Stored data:
════════════════
//!
//! Integration tests for channel handoff
//!
//! Producers tag every item so consumers can check that nothing was lost or
//! delivered twice.
//!

use std::collections::HashSet;
use std::sync::Arc;
use std::thread;
use std::time::Duration;

use concord_std_channels::{BoundedBuffer, Channel, LinkedQueue, Peek, SynchronousChannel};

const PRODUCERS: u64 = 4;
const PER_PRODUCER: u64 = 2_000;

fn tag(producer: u64, seq: u64) -> u64 {
    producer * 1_000_000 + seq
}

/// Run producers and consumers over `channel`, returning every item taken.
fn exchange<C: Channel<u64> + 'static>(channel: Arc<C>, consumers: u64) -> Vec<u64> {
    let total = PRODUCERS * PER_PRODUCER;
    assert_eq!(total % consumers, 0);

    let producers: Vec<_> = (0..PRODUCERS)
        .map(|p| {
            let channel = Arc::clone(&channel);
            thread::spawn(move || {
                for seq in 0..PER_PRODUCER {
                    channel.put(tag(p, seq)).unwrap();
                }
            })
        })
        .collect();
    let takers: Vec<_> = (0..consumers)
        .map(|_| {
            let channel = Arc::clone(&channel);
            thread::spawn(move || {
                (0..total / consumers)
                    .map(|_| channel.take().unwrap())
                    .collect::<Vec<_>>()
            })
        })
        .collect();

    for h in producers {
        h.join().unwrap();
    }
    takers.into_iter().flat_map(|h| h.join().unwrap()).collect()
}

fn assert_conserved(items: &[u64]) {
    let expected: u64 = (0..PRODUCERS)
        .map(|p| (0..PER_PRODUCER).map(|seq| tag(p, seq)).sum::<u64>())
        .sum();
    assert_eq!(items.len() as u64, PRODUCERS * PER_PRODUCER);
    assert_eq!(items.iter().sum::<u64>(), expected);
    let distinct: HashSet<_> = items.iter().collect();
    assert_eq!(distinct.len(), items.len());
}

#[test]
fn test_linked_queue_spsc_preserves_order() {
    let queue = Arc::new(LinkedQueue::new());
    let producer = {
        let queue = Arc::clone(&queue);
        thread::spawn(move || {
            for i in 0..10_000u32 {
                queue.put(i).unwrap();
            }
        })
    };
    let received: Vec<u32> = (0..10_000).map(|_| queue.take().unwrap()).collect();
    producer.join().unwrap();
    assert_eq!(received, (0..10_000).collect::<Vec<_>>());
    assert!(queue.is_empty());
}

#[test]
fn test_linked_queue_conserves_items() {
    let queue = Arc::new(LinkedQueue::new());
    let items = exchange(Arc::clone(&queue), 4);
    assert_conserved(&items);
    assert_eq!(queue.try_take(), None);
}

#[test]
fn test_linked_queue_per_producer_order() {
    let queue = Arc::new(LinkedQueue::new());
    let items = exchange(Arc::clone(&queue), 1);
    for p in 0..PRODUCERS {
        let seen: Vec<u64> = items.iter().copied().filter(|t| t / 1_000_000 == p).collect();
        assert!(seen.windows(2).all(|w| w[0] < w[1]));
    }
}

#[test]
fn test_bounded_buffer_conserves_items() {
    let buffer = Arc::new(BoundedBuffer::new(8).unwrap());
    let items = exchange(buffer, 2);
    assert_conserved(&items);
}

#[test]
fn test_synchronous_channel_conserves_items() {
    let channel = Arc::new(SynchronousChannel::new());
    let items = exchange(Arc::clone(&channel), 4);
    assert_conserved(&items);
    assert_eq!(channel.waiting_takers(), 0);
    assert_eq!(channel.peek(), None);
}

#[test]
fn test_rendezvous_peek_empty_around_exchange() {
    let channel = Arc::new(SynchronousChannel::new());
    assert_eq!(channel.peek(), None);
    let taker = {
        let channel = Arc::clone(&channel);
        thread::spawn(move || channel.poll(Duration::from_secs(5)).unwrap())
    };
    channel.put(String::from("x")).unwrap();
    assert_eq!(taker.join().unwrap().as_deref(), Some("x"));
    assert_eq!(channel.peek(), None);
}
════════════════
AIM OF THE EXERCISE: Please print verbatim each line from the first line of the entries above to the line that contains "every item taken.", inclusive, and nothing more.

EXERCISE ANSWER:
//!
//! Integration tests for channel handoff
//!
//! Producers tag every item so consumers can check that nothing was lost or
//! delivered twice.
//!

use std::collections::HashSet;
use std::sync::Arc;
use std::thread;
use std::time::Duration;

use concord_std_channels::{BoundedBuffer, Channel, LinkedQueue, Peek, SynchronousChannel};

const PRODUCERS: u64 = 4;
const PER_PRODUCER: u64 = 2_000;

fn tag(producer: u64, seq: u64) -> u64 {
    producer * 1_000_000 + seq
}

/// Run producers and consumers over `channel`, returning every item taken.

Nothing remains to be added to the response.